Ahmadinejad a réaffirmé une fois de plus sa position le 29 novembre de cette année. Cette fois, il semble que ses paroles ont été « Il n’est pas possible qu’Israël dure » (télé vidéo de Mediaset, 29 nov. 2007, www.tgcom.it ). Ces mots ont immédiatement été amplifiés par cette même télé vidéo Mediaset (la chaîne appartient à S. Berlusconi, ndt) en : « Israël disparaîtra » et ont, évidemment, été qualifiés de « menaces ». Mais cela fait partie du jeu des scribes amis (sionistes, ndt) et nous y sommes habitués.

Il y a quelque mois, ce fut la ministre des Affaires étrangères israélienne Tzipi Livni qui parla du danger de disparition que court Israël à cause de ses problèmes internes : la démographie, les divisions internes entre différentes communautés et l’occupation.
Tzipi Livni manifesta ensuite sa préoccupation que le monde ne finisse par refuser le concept de « légalité d’Israël comme état juif ». Nous fîmes alors un commentaire de ses craintes dans l’article consultable à : http://www.pasti.org/manno3.html .

Aujourd’hui c’est le Premier ministre Olmert lui-même qui s’avère préoccupé. Un article du journal britannique The Guardian rapporte ses préoccupations (State of Israël could disappear, warns Olmert, de Mark Tran.)
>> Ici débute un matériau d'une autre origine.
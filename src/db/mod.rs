//! Database collaborators: literal pools and query validation.
//!
//! [`SqliteDatabase`] backs both with a SQLite file; [`InMemoryDatabase`]
//! holds fixed pools and accepts every query.

mod sqlite;

pub use sqlite::SqliteDatabase;

use std::collections::BTreeMap;
use std::path::PathBuf;

/// Errors from opening or querying a database.
#[derive(Debug, thiserror::Error)]
pub enum DatabaseError {
    #[error("SQLite error: {0}")]
    Sqlite(#[from] rusqlite::Error),

    #[error("IO error: {0}")]
    Io(#[from] std::io::Error),

    #[error("No .sqlite file in {0}")]
    NotFound(PathBuf),

    #[error("Multiple .sqlite files in {0}")]
    Ambiguous(PathBuf),

    #[error("Query rejected: {0}")]
    Invalid(String),
}

pub type DatabaseResult<T> = Result<T, DatabaseError>;

/// Values observed per `(table, column)`.
pub trait LiteralSource {
    fn literals(&self, table: &str, column: &str) -> Option<&[String]>;
}

/// Executes candidate SQL to check that it runs.
pub trait QueryValidator {
    fn validate(&self, sql: &str) -> DatabaseResult<()>;
}

pub trait Database: LiteralSource + QueryValidator {}

impl<T: LiteralSource + QueryValidator> Database for T {}

type LiteralPools = BTreeMap<(String, String), Vec<String>>;

/// Fixed literal pools; every query validates.
#[derive(Debug, Clone, Default)]
pub struct InMemoryDatabase {
    literals: LiteralPools,
}

impl InMemoryDatabase {
    pub fn new() -> Self {
        Self::default()
    }

    pub fn with_literals<I, S>(mut self, table: &str, column: &str, values: I) -> Self
    where
        I: IntoIterator<Item = S>,
        S: Into<String>,
    {
        self.literals.insert(
            (table.to_string(), column.to_string()),
            values.into_iter().map(Into::into).collect(),
        );
        self
    }
}

impl LiteralSource for InMemoryDatabase {
    fn literals(&self, table: &str, column: &str) -> Option<&[String]> {
        lookup(&self.literals, table, column)
    }
}

impl QueryValidator for InMemoryDatabase {
    fn validate(&self, _sql: &str) -> DatabaseResult<()> {
        Ok(())
    }
}

/// Non-empty pool for a column.
fn lookup<'a>(pools: &'a LiteralPools, table: &str, column: &str) -> Option<&'a [String]> {
    pools
        .get(&(table.to_string(), column.to_string()))
        .map(Vec::as_slice)
        .filter(|pool| !pool.is_empty())
}
//! Construction entry points and the build-once cell.
//!
//! The whole pipeline runs once per process lifetime: JSON input → builder
//! passes → inheritance resolution → finalized indexes. An absent input
//! file yields an empty (but valid) model, since absence of documentation
//! data is a valid operating mode for the rest of the system.

use std::fs;
use std::path::Path;
use std::sync::Arc;
use std::time::Instant;

use once_cell::sync::OnceCell;
use tracing::{debug, warn};

use crate::error::DocResult;
use crate::record::{DocDump, RawRecord};

use super::builder;
use super::model::DocModel;

impl DocModel {
    /// Build the model from an already-deserialized record sequence.
    pub fn from_records(records: &[RawRecord]) -> Self {
        let started = Instant::now();
        let model = builder::build(records);
        debug!("documentation graph built in {:?}", started.elapsed());
        model
    }

    /// Build the model from the JSON text of a documentation dump.
    ///
    /// The document must carry a top-level `docs` array; anything else is a
    /// fatal construction error. Individual records that fail to
    /// deserialize are skipped with a warning.
    pub fn from_json_str(text: &str) -> DocResult<Self> {
        let dump: DocDump = serde_json::from_str(text)?;

        let records: Vec<RawRecord> = dump
            .docs
            .into_iter()
            .filter_map(|value| match serde_json::from_value(value) {
                Ok(record) => Some(record),
                Err(error) => {
                    warn!("skipping malformed doc record: {error}");
                    None
                }
            })
            .collect();

        Ok(Self::from_records(&records))
    }

    /// Build the model from a documentation dump on disk.
    ///
    /// A missing file is not an error: it yields an empty model. A file
    /// that exists but cannot be read or parsed aborts construction.
    pub fn from_file(path: &Path) -> DocResult<Self> {
        if !path.exists() {
            debug!("documentation dump not found at {}", path.display());
            return Ok(Self::default());
        }
        let text = fs::read_to_string(path)?;
        Self::from_json_str(&text)
    }
}

/// Externally-owned build-once handle for a shared [`DocModel`].
///
/// Concurrent first-callers coordinate on a single build; every later call
/// reuses the cached result. The caller controls the cell's lifetime, there
/// is no process-wide hidden state.
#[derive(Debug, Default)]
pub struct DocModelCell {
    cell: OnceCell<Arc<DocModel>>,
}

impl DocModelCell {
    pub const fn new() -> Self {
        Self {
            cell: OnceCell::new(),
        }
    }

    /// Get the cached model, building it from `path` on first call.
    ///
    /// A failed build leaves the cell empty, so a later call may retry.
    pub fn get_or_load(&self, path: &Path) -> DocResult<Arc<DocModel>> {
        self.cell
            .get_or_try_init(|| DocModel::from_file(path).map(Arc::new))
            .cloned()
    }

    /// Get the cached model, building it with `build` on first call.
    pub fn get_or_build<F>(&self, build: F) -> DocResult<Arc<DocModel>>
    where
        F: FnOnce() -> DocResult<DocModel>,
    {
        self.cell
            .get_or_try_init(|| build().map(Arc::new))
            .cloned()
    }

    /// The cached model, if one has been built.
    pub fn get(&self) -> Option<&Arc<DocModel>> {
        self.cell.get()
    }
}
Que dit Olmert ? Le Premier ministre israélien évoque le spectre de la désintégration de l’Etat juif si l’on n’arrive pas à la solution des « deux états » avec les Palestiniens. Faisant un parallèle avec la fin du régime sud-africain d’apartheid (c’est lui qui l’a fait cette fois, pas moi !), Olmert a mis en garde ses opposants : « Si arrive le jour où la solution des deux états s’écroule, et que nous nous retrouvons face à une lutte dans le style de celle de l’Afrique du Sud, où les Palestiniens nous demandent le même droit de vote que ce que nous avons, nous, alors, dès que cela arrivera, l’Etat d’Israël aura fini d’exister ».

Le danger est celui que la lutte des Palestiniens pour des droits égaux dans un état unique Israël/Palestine finisse par recueillir beaucoup plus de consensus que n’en recueillent aujourd’hui les Palestiniens avec leurs revendications. La chose serait plus grave encore pour Olmert si de nombreux juifs de la Diaspora se rangeaient pour la démocratie et l’égalité des droits entre juifs et Palestiniens.

Il se déclare certain que « les organisations juives, qui ont - sont ? la base de notre pouvoir en Amérique (ah, pro-sionistes si prompts à l’accusation d’ « antisémitisme », c’est Olmert qui dit cela, il est en train de parler du lobby juif en Amérique ! Vous l’avez entendu ? Note de l’auteur) seront les premières à se retourner contre nous, (...) parce qu’elles nous diront qu’elles ne peuvent pas soutenir un état qui ne pratique pas la démocratie et n’applique pas un droit de vote égal pour tous ses résidents ».

Olmert a souligné qu’il avait déjà dit des choses de ce genre dans une interview il y a quatre ans. « Depuis lors, j’ai systématiquement répété ces choses ». Olmert craint que ses ennemis ne « disent qu’en ce moment, j’ai beaucoup de problèmes (les scandales pour corruption etc., nda) et que c’est pour cette raison que j’essaie de réaliser la solution des deux états. Mais il faut affronter les faits correctement ».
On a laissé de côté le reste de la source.